■ Records for the exercise ■
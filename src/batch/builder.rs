use serde::Serialize;
use tracing::debug;
use tracing::error;
use tracing::trace;
use tracing::warn;

use crate::metrics::DROPPED_ITEMS;
use crate::metrics::DROP_REASON_SEND_FAILED;
use crate::metrics::DROP_REASON_SERIALIZATION;
use crate::metrics::DROP_REASON_TOO_LARGE;
use crate::Batch;
use crate::ChangeItem;
use crate::DispatchOutcome;
use crate::Dispatcher;
use crate::FailurePolicies;
use crate::FailurePolicy;
use crate::Message;
use crate::Result;
use crate::RoutingKey;
use crate::SinkError;

/// What happened to one drain cycle's worklist
#[derive(Debug, Default)]
pub struct CycleReport {
    /// Items handed to the builder
    pub items: usize,
    pub batches_delivered: usize,
    pub messages_delivered: usize,
    pub skipped_serialization: usize,
    pub skipped_too_large: usize,
    /// Messages lost to send failures under `SkipAndContinue`
    pub messages_failed: usize,
    /// Outcomes in dispatch order
    pub outcomes: Vec<DispatchOutcome>,
}

/// Packs serialized change items into batches no larger than
/// `max_batch_bytes` and hands each full batch to the [`Dispatcher`].
pub struct BatchBuilder {
    dispatcher: Dispatcher,
    max_batch_bytes: usize,
    queue_name: String,
    routing_property: String,
    failure: FailurePolicies,
}

impl BatchBuilder {
    pub fn new(
        dispatcher: Dispatcher,
        max_batch_bytes: usize,
        queue_name: impl Into<String>,
        routing_property: impl Into<String>,
        failure: FailurePolicies,
    ) -> Self {
        Self {
            dispatcher,
            max_batch_bytes,
            queue_name: queue_name.into(),
            routing_property: routing_property.into(),
            failure,
        }
    }

    /// Forwards `worklist` in order under a single routing key.
    ///
    /// An item that does not fit the open batch flushes it and becomes the
    /// first item of the next one. An item too large for any batch is
    /// rejected without flushing, so the items around it share a batch.
    /// Returns `Err` only when a failure policy is `FailFast`; items already
    /// dispatched in this cycle stay sent.
    pub async fn forward<R: Serialize>(
        &mut self,
        worklist: Vec<ChangeItem<R>>,
        routing_key: &RoutingKey,
    ) -> Result<CycleReport> {
        let mut report = CycleReport {
            items: worklist.len(),
            ..Default::default()
        };
        let mut batch = self.open_batch(routing_key);

        for item in worklist {
            let body = match item.to_json_bytes() {
                Ok(body) => body,
                Err(e) => {
                    warn!(verb = ?item.verb(), error = %e, "skipping change item that failed to serialize");
                    DROPPED_ITEMS.with_label_values(&[DROP_REASON_SERIALIZATION]).inc();
                    report.skipped_serialization += 1;
                    continue;
                }
            };
            trace!(body = %String::from_utf8_lossy(&body), "serialized change item");

            let message = Message::json(body, &self.routing_property, routing_key);
            if !batch.fits_alone(&message) {
                if self.failure.on_oversized_item == FailurePolicy::FailFast && !batch.is_empty() {
                    // deliver what preceded the item before stopping
                    let pending = std::mem::replace(&mut batch, self.open_batch(routing_key));
                    self.dispatch(pending, &mut report).await?;
                }
                self.reject_oversized(message.encoded_len(), &mut report)?;
                continue;
            }

            if let Err(message) = batch.try_push(message) {
                let full = std::mem::replace(&mut batch, self.open_batch(routing_key));
                self.dispatch(full, &mut report).await?;

                if let Err(message) = batch.try_push(message) {
                    self.reject_oversized(message.encoded_len(), &mut report)?;
                }
            }
        }

        if !batch.is_empty() {
            self.dispatch(batch, &mut report).await?;
        }

        debug!(
            items = report.items,
            batches = report.batches_delivered,
            messages = report.messages_delivered,
            "cycle forwarded"
        );
        Ok(report)
    }

    /// Closes the underlying transport.
    pub async fn close(&mut self) {
        self.dispatcher.close().await;
    }

    pub fn max_batch_bytes(&self) -> usize {
        self.max_batch_bytes
    }

    fn open_batch(
        &self,
        routing_key: &RoutingKey,
    ) -> Batch {
        Batch::for_queue(&self.queue_name, routing_key.clone(), self.max_batch_bytes)
    }

    async fn dispatch(
        &mut self,
        batch: Batch,
        report: &mut CycleReport,
    ) -> Result<()> {
        match self.dispatcher.send(batch).await {
            DispatchOutcome::Delivered { messages, bytes } => {
                report.batches_delivered += 1;
                report.messages_delivered += messages;
                report.outcomes.push(DispatchOutcome::Delivered { messages, bytes });
            }
            DispatchOutcome::Failed {
                messages,
                retriable,
                error,
            } => match self.failure.on_send_failure {
                FailurePolicy::FailFast => {
                    error!(messages, retriable, "stopping: batch could not be delivered: {}", error);
                    return Err(SinkError::DispatchFailed {
                        messages,
                        source: error,
                    }
                    .into());
                }
                FailurePolicy::SkipAndContinue => {
                    warn!(messages, retriable, "dropping undeliverable batch: {}", error);
                    DROPPED_ITEMS
                        .with_label_values(&[DROP_REASON_SEND_FAILED])
                        .inc_by(messages as u64);
                    report.messages_failed += messages;
                    report.outcomes.push(DispatchOutcome::Failed {
                        messages,
                        retriable,
                        error,
                    });
                }
            },
            other => report.outcomes.push(other),
        }
        Ok(())
    }

    fn reject_oversized(
        &self,
        size: usize,
        report: &mut CycleReport,
    ) -> Result<()> {
        let max_bytes = self.max_batch_bytes;
        match self.failure.on_oversized_item {
            FailurePolicy::FailFast => {
                error!(size, max_bytes, "stopping: change item exceeds the batch ceiling");
                Err(SinkError::ItemTooLarge { size, max_bytes }.into())
            }
            FailurePolicy::SkipAndContinue => {
                warn!(size, max_bytes, "skipping change item larger than the batch ceiling");
                DROPPED_ITEMS.with_label_values(&[DROP_REASON_TOO_LARGE]).inc();
                report.skipped_too_large += 1;
                report
                    .outcomes
                    .push(DispatchOutcome::SkippedTooLarge { size, max_bytes });
                Ok(())
            }
        }
    }
}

■ What you will do ■
From the first line of the data above through the line containing "use crate::RoutingKey;", set each line down again exactly; include both ends and omit everything else.

■ Output below ■
filename src/batch/builder.rs
use serde::Serialize;
use tracing::debug;
use tracing::error;
use tracing::trace;
use tracing::warn;

use crate::metrics::DROPPED_ITEMS;
use crate::metrics::DROP_REASON_SEND_FAILED;
use crate::metrics::DROP_REASON_SERIALIZATION;
use crate::metrics::DROP_REASON_TOO_LARGE;
use crate::Batch;
use crate::ChangeItem;
use crate::DispatchOutcome;
use crate::Dispatcher;
use crate::FailurePolicies;
use crate::FailurePolicy;
use crate::Message;
use crate::Result;
use crate::RoutingKey;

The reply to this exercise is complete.